El ser humano necesita amigos para no enloquecer

Dos jóvenes caminan agarrados de la mano por la calle. SERGIO MORAES

Basta con sentir la mano de un amigo en el hombro para saber que el ser humano, tan perfectible, sería un animal desdichado sin esa caricia involuntaria. Las amistades de hoy son nidos construidos en un lugar ventoso. Están más sometidas a las inclemencias del tiempo. Después de cada comienzo, buscamos algo perdurable a sabiendas de que pronto será otro el camino al trabajo, los destinatarios de los mensajes en WhatsApp, pronto habrá nuevas direcciones con que rellenar el formulario de Amazon. La agitación diluye la ilusión de permanencia. L se va a trabajar a Chile después de varios años en París. R vuelve a Filipinas; llevaba tres años aquí, sin ver a su familia, para obtener la residencia de larga duración. Yo dejo Madrid con la idea de volver pronto.

Amistad a lo largo

Las amistades de mi abuela tenían como soporte un elemento geográfico. En las anécdotas que narra, las señoras subidas en burra que desfilan por los relatos eran vecinas o vivían en el pueblo de al lado. Ha bregado con la vida en un pañuelo de tierra. Ella, a mi edad, aunque no lo hiciera, podía celebrar el cumpleaños y ver a todas sus amigas alrededor de la mesa.

Desde que me fui del pueblo, percibo un movimiento cíclico en mis grupos de amigxs: mudanza y atolondramiento inicial, surgimiento de amistades, momentos de felicidad, fuerza centrífuga que manda a cada miembro a una ciudad distinta y vuelta al punto uno. Gracias a tantas mudanzas y a la convivencia en pisos de estudiantes, he conocido de cerca experiencias de vida plurales. Mi curiosidad por el sentir humano se ha multiplicado como un deseo ameboide. También me he sentido desorientado: una planta trasplantada que acaba de germinar cuando llega el siguiente trasplante.

Edmund White escribe: “Le conté a Tom que mi padre había dicho que las amistades no duraban, se deterioraban y había que reemplazarlas cada década a medida que envejecíamos; pero le conté semejante herejía (la cual me había inventado, mi padre no tenía amigos a los que reemplazar) solo para que Tom y yo pudiéramos condenarla y jurarnos fidelidad eterna”.

A mí me dijeron de pequeño que crecer suponía la desaparición del afecto a los amigos. El afecto se vería sustituido por el cariño irremediable a otro tipo de comunidad más asentada: la familia. No lo creí cuando lo escuché por primera vez. Tampoco ahora. La familia es el lugar donde cada uno ocupa siempre el mismo sitio en la mesa. Más inamovible y rígida que la amistad. El ser humano necesita amigos para no enloquecer. ¿Es el impulso amistoso lo que permanece y los amigos el recipiente mutable en que depositamos tal impulso? Creo que no.
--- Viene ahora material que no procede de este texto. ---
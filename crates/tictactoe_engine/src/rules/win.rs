//! Win detection logic for tic-tac-toe.

use super::super::{Board, Cell, Mark, Position};
use derive_new::new;
use serde::{Deserialize, Serialize};
use tracing::instrument;

/// The eight winning lines in priority order: rows top to bottom,
/// columns left to right, then the two diagonals.
pub const LINES: [[Position; 3]; 8] = [
    // Rows
    [Position::TopLeft, Position::TopCenter, Position::TopRight],
    [Position::MiddleLeft, Position::Center, Position::MiddleRight],
    [
        Position::BottomLeft,
        Position::BottomCenter,
        Position::BottomRight,
    ],
    // Columns
    [Position::TopLeft, Position::MiddleLeft, Position::BottomLeft],
    [Position::TopCenter, Position::Center, Position::BottomCenter],
    [Position::TopRight, Position::MiddleRight, Position::BottomRight],
    // Diagonals
    [Position::TopLeft, Position::Center, Position::BottomRight],
    [Position::TopRight, Position::Center, Position::BottomLeft],
];

/// A completed line: the winning mark and its three cells.
#[derive(Debug, Clone, Copy, PartialEq, Eq, Hash, Serialize, Deserialize, new)]
pub struct WinLine {
    /// The mark occupying the line.
    pub mark: Mark,
    /// The line's cells in canonical order.
    pub cells: [Position; 3],
}

impl WinLine {
    /// The line's cells as `(row, col)` pairs.
    pub fn coords(&self) -> [(usize, usize); 3] {
        self.cells.map(Position::coords)
    }

    /// Whether `pos` is part of the line.
    pub fn contains(&self, pos: Position) -> bool {
        self.cells.contains(&pos)
    }
}

/// Checks if there is a winner on the board.
///
/// Returns the first complete line in [`LINES`] order, `None` otherwise.
#[instrument(level = "trace")]
pub fn check_winner(board: &Board) -> Option<WinLine> {
    LINES.iter().find_map(|&[a, b, c]| {
        let cell = board.cell(a);
        match cell {
            Cell::Marked(mark) if cell == board.cell(b) && cell == board.cell(c) => {
                Some(WinLine::new(mark, [a, b, c]))
            }
            _ => None,
        }
    })
}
Una amistad larga es un ser viviente codificado: sabemos si el otro es o no fan de la hipérbole, si hay que abrir brecha con una pregunta ante una fijación tóxica, si hemos de dejar que la zona de penumbra permanezca así, escondida, porque verbalizar no siempre ayuda. En el ser viviente hay cicatrices, verrugas y labios bonitos. Al vivir la amistad se produce un doble efecto. La alteridad se hace carne: somos un poco el otro. Nos preguntamos cómo ayudarle en un proceso de duelo. Buscamos la palabra cierta para que el enfado no vaya a más. Compartimos la indignación.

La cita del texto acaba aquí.